→ **Task brief**: Below are entries; count the lines containing the string "basename". The answer is that number alone.
-- Extracted information follows --
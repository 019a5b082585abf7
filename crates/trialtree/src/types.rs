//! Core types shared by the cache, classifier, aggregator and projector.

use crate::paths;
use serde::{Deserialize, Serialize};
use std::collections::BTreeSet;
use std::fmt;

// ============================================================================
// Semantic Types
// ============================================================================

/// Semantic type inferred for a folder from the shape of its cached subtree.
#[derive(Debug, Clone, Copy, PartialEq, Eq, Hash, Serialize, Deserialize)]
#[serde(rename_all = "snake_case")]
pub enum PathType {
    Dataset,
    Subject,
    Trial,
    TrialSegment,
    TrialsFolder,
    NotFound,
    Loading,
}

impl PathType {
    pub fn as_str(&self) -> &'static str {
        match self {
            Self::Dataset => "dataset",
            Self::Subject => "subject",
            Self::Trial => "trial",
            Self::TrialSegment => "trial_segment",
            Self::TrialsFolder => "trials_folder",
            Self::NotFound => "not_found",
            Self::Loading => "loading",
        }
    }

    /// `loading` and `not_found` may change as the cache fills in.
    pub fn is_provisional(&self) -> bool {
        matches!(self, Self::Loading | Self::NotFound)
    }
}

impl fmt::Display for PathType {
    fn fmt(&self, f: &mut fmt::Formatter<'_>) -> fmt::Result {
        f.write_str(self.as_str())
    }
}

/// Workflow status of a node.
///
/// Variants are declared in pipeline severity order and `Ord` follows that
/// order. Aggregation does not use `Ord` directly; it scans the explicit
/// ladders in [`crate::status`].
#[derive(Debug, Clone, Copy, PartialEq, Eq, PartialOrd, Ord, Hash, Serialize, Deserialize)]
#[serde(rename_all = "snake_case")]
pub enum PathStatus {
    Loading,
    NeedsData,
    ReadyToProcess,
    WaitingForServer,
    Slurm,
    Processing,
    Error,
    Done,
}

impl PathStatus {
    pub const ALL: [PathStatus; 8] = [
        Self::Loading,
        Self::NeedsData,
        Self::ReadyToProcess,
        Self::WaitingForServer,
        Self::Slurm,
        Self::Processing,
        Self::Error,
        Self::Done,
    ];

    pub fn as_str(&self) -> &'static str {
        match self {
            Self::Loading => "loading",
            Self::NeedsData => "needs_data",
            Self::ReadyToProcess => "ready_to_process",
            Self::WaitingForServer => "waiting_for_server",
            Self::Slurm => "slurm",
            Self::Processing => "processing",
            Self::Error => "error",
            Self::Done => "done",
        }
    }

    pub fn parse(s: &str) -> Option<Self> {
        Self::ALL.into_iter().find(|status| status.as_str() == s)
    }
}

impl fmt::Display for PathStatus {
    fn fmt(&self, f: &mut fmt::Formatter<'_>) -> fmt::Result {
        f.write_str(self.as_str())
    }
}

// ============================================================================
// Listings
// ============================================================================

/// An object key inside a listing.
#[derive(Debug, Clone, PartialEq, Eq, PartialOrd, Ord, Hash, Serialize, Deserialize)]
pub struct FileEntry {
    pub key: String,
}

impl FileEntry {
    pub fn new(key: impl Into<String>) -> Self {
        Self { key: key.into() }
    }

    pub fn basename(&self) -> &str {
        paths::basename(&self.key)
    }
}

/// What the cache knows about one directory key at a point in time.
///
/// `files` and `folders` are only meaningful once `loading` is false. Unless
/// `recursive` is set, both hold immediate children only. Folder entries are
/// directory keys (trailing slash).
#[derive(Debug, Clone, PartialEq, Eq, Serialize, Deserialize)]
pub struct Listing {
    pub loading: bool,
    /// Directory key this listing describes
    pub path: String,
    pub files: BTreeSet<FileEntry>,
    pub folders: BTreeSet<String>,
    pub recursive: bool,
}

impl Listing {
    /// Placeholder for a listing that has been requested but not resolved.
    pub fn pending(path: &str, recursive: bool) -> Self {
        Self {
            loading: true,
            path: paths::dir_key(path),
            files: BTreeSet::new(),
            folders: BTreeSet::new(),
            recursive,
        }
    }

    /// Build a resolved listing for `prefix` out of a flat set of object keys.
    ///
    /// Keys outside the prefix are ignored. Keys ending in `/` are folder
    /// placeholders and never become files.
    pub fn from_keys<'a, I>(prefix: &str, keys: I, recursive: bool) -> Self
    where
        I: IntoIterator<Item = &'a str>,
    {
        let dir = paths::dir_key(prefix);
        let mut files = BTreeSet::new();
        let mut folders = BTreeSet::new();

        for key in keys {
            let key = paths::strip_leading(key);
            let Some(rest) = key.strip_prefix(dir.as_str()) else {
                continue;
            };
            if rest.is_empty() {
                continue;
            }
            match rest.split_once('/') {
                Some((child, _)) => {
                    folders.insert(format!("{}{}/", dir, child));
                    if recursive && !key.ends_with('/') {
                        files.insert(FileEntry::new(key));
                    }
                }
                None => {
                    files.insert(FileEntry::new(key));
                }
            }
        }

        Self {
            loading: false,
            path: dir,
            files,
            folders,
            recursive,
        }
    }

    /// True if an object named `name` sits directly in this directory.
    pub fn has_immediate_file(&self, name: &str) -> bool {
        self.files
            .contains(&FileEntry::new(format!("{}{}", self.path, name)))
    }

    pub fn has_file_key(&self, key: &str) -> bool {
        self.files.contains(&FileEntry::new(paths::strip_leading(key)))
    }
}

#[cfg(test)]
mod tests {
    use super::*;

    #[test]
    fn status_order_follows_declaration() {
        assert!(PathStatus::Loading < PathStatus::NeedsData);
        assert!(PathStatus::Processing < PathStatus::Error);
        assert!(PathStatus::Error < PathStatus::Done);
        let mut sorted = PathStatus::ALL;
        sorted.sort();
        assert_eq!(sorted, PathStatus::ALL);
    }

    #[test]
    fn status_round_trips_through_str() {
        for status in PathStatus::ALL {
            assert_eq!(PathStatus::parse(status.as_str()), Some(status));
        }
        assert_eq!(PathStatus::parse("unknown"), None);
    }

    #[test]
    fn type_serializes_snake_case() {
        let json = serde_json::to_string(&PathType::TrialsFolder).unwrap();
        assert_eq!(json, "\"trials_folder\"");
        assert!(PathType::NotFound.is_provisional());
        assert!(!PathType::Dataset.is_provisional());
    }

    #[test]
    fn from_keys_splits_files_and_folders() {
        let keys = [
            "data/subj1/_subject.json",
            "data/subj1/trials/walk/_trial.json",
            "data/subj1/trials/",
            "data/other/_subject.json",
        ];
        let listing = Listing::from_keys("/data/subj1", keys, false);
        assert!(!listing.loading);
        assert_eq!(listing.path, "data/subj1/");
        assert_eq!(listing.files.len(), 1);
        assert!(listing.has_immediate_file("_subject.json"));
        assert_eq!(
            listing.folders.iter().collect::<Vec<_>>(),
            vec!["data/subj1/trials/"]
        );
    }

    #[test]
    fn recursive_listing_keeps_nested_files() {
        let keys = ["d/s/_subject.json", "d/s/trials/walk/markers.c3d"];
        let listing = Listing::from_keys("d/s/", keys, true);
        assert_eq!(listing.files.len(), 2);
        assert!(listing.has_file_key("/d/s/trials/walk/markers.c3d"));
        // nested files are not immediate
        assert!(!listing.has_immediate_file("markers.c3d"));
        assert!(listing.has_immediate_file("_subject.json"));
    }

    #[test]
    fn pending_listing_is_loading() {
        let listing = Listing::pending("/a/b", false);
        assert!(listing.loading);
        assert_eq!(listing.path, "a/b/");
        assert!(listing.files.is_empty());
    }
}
-- Extracted information concluded --
-- Extracted information follows --
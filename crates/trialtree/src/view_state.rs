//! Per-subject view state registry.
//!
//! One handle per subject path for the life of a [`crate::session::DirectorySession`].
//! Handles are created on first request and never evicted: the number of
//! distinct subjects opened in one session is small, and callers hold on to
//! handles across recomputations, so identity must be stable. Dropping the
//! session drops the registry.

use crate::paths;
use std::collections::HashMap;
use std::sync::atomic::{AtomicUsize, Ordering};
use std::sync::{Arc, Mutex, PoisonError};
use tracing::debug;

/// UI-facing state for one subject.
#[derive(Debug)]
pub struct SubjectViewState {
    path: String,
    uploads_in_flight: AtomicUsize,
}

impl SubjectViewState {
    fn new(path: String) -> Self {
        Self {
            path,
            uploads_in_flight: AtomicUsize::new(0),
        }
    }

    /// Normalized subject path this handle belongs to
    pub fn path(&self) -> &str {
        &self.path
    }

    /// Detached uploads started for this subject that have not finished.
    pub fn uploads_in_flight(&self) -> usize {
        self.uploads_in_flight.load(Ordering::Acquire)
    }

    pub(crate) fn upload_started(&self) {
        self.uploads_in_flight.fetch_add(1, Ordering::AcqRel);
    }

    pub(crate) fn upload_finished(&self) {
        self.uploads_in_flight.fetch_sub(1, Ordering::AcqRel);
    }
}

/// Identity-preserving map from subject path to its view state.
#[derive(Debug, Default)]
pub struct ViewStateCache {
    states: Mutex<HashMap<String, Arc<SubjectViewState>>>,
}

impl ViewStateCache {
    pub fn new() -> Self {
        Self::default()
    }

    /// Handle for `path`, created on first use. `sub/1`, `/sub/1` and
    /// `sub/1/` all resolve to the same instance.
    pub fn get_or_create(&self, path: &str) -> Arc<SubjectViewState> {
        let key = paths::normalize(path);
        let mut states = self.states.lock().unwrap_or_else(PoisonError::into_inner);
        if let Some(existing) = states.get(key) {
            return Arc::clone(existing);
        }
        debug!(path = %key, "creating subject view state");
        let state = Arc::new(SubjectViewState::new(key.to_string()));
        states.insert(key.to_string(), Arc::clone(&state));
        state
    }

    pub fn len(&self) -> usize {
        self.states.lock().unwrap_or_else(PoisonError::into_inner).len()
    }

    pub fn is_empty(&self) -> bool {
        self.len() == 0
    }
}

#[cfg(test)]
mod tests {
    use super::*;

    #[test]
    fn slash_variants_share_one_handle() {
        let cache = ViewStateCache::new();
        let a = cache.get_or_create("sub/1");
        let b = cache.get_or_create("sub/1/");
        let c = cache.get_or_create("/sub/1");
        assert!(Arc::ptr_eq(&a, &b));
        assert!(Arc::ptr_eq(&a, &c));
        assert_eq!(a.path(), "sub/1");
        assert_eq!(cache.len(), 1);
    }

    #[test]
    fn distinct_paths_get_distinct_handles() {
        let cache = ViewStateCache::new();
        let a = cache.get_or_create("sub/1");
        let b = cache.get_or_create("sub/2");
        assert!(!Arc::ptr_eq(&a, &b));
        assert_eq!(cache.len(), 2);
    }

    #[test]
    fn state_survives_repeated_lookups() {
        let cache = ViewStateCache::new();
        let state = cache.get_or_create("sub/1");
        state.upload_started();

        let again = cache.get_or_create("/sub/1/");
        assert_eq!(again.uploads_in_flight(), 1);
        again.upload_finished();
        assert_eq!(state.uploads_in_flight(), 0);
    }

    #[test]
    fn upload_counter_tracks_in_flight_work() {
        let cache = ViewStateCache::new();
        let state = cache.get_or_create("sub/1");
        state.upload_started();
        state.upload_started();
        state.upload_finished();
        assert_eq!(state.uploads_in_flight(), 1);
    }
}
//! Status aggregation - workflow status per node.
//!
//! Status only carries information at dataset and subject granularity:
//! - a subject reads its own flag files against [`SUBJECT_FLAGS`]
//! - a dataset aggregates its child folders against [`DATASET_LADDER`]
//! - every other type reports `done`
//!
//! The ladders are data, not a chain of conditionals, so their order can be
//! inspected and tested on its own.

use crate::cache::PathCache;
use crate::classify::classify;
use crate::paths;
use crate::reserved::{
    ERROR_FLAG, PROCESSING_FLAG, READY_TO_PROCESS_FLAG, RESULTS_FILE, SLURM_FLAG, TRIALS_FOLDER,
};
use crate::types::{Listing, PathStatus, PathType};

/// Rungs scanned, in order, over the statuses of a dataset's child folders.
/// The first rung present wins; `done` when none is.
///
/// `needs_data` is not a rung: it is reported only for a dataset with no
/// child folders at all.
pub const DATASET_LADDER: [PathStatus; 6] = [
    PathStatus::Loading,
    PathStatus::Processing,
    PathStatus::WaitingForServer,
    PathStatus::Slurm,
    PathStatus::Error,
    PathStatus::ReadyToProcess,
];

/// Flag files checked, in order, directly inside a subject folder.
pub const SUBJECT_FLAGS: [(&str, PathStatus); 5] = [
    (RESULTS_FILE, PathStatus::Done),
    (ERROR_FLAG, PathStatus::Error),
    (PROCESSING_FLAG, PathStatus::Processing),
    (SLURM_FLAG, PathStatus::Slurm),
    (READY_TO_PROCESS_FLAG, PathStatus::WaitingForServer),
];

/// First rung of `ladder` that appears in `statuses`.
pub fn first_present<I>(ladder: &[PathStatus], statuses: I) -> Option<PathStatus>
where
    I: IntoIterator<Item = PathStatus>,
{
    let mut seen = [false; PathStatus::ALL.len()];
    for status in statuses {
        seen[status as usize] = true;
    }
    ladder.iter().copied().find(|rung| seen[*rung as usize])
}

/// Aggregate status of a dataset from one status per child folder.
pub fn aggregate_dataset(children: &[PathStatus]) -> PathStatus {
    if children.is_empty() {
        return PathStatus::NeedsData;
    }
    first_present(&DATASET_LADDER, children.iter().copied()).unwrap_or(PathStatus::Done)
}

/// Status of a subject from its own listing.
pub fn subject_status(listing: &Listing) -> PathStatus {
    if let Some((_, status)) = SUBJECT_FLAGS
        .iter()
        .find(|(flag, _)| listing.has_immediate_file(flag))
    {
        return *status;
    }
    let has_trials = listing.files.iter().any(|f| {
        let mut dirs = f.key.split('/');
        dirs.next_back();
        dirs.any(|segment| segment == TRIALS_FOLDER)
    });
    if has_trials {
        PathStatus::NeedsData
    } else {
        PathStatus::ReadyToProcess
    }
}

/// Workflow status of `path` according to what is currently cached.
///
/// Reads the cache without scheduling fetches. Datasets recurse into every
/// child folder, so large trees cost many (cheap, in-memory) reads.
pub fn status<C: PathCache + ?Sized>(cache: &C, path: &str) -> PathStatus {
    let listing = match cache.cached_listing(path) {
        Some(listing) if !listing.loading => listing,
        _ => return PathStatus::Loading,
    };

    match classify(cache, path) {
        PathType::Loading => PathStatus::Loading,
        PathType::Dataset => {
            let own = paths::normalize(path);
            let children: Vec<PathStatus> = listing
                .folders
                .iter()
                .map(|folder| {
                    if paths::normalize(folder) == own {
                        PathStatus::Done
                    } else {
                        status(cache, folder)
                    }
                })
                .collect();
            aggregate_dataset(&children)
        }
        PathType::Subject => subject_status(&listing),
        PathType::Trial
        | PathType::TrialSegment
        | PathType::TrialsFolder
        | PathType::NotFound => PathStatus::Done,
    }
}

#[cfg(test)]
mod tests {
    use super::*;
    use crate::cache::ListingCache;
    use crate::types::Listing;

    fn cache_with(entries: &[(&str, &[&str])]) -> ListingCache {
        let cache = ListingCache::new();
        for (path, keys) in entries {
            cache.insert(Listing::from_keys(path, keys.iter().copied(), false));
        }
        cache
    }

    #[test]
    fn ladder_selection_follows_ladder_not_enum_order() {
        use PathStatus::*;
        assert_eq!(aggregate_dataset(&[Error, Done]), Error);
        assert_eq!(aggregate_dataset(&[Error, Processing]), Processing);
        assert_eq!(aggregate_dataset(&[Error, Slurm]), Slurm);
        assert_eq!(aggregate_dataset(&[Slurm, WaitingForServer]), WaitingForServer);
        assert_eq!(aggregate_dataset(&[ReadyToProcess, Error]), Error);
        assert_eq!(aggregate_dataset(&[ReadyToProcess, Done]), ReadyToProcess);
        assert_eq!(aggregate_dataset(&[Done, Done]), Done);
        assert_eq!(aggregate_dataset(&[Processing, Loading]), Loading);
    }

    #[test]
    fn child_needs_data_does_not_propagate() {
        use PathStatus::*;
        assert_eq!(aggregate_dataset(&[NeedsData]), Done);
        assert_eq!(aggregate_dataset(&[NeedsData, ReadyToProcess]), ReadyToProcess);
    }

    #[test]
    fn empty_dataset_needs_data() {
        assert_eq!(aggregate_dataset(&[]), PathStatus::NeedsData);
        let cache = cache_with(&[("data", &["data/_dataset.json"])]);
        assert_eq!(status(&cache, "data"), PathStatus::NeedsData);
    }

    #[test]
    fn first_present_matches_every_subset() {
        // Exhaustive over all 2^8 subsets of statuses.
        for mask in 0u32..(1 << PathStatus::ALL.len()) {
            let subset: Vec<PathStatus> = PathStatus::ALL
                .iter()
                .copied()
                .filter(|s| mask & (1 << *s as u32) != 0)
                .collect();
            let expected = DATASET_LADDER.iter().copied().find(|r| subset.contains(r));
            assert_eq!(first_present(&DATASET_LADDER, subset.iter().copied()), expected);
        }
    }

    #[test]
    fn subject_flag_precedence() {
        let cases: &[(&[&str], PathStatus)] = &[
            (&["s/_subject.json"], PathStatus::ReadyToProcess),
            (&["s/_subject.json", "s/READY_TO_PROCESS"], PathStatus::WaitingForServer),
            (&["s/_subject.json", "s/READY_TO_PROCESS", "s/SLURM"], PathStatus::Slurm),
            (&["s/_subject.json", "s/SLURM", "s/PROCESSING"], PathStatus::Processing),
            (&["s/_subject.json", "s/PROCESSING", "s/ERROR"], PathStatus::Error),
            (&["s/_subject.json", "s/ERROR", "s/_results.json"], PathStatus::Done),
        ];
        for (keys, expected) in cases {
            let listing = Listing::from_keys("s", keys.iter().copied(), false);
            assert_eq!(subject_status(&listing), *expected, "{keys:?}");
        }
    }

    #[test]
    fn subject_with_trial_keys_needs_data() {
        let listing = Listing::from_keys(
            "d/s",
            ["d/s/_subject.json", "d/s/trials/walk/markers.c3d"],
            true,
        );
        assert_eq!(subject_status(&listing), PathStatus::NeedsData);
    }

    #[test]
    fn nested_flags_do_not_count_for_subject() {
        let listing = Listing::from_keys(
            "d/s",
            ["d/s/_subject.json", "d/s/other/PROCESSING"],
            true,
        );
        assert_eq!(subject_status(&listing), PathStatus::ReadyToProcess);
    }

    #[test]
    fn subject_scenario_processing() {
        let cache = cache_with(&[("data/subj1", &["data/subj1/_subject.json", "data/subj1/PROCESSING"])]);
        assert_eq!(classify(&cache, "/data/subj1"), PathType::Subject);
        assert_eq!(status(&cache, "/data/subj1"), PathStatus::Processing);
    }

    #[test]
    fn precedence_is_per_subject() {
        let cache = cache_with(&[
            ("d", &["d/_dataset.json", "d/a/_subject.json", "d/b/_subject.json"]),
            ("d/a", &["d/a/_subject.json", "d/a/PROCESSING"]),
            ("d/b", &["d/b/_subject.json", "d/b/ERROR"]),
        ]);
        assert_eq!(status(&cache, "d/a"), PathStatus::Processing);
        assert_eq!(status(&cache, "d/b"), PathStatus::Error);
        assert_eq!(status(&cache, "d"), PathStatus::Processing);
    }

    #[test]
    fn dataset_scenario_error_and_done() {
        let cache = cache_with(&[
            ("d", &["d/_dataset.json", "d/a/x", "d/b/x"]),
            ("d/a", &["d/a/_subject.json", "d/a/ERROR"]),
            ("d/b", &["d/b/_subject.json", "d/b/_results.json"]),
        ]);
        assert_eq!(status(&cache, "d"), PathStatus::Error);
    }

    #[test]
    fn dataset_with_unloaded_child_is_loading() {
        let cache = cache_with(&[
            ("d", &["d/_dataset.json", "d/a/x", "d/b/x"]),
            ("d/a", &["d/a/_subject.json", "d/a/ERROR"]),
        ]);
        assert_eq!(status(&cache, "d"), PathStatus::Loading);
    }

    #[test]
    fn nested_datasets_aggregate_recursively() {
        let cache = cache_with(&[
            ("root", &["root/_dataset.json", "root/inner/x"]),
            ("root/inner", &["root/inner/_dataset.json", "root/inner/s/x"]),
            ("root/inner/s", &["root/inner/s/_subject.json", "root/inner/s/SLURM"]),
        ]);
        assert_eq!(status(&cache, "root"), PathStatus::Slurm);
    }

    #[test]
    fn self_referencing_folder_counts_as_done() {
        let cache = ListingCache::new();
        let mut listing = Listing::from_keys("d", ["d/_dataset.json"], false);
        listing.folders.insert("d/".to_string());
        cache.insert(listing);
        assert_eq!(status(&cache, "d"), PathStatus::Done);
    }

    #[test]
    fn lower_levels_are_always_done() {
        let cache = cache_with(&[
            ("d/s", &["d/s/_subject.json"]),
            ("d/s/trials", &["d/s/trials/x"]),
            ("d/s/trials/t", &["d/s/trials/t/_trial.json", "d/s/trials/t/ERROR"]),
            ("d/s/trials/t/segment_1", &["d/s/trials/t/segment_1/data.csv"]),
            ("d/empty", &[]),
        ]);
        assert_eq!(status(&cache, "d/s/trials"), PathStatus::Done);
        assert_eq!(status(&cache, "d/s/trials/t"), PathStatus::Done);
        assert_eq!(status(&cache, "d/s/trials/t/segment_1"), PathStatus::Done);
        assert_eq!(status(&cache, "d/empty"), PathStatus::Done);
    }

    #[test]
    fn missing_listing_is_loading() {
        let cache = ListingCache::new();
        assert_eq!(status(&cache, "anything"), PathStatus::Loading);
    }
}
-- Extracted information concluded --
→ **Task solution**: 2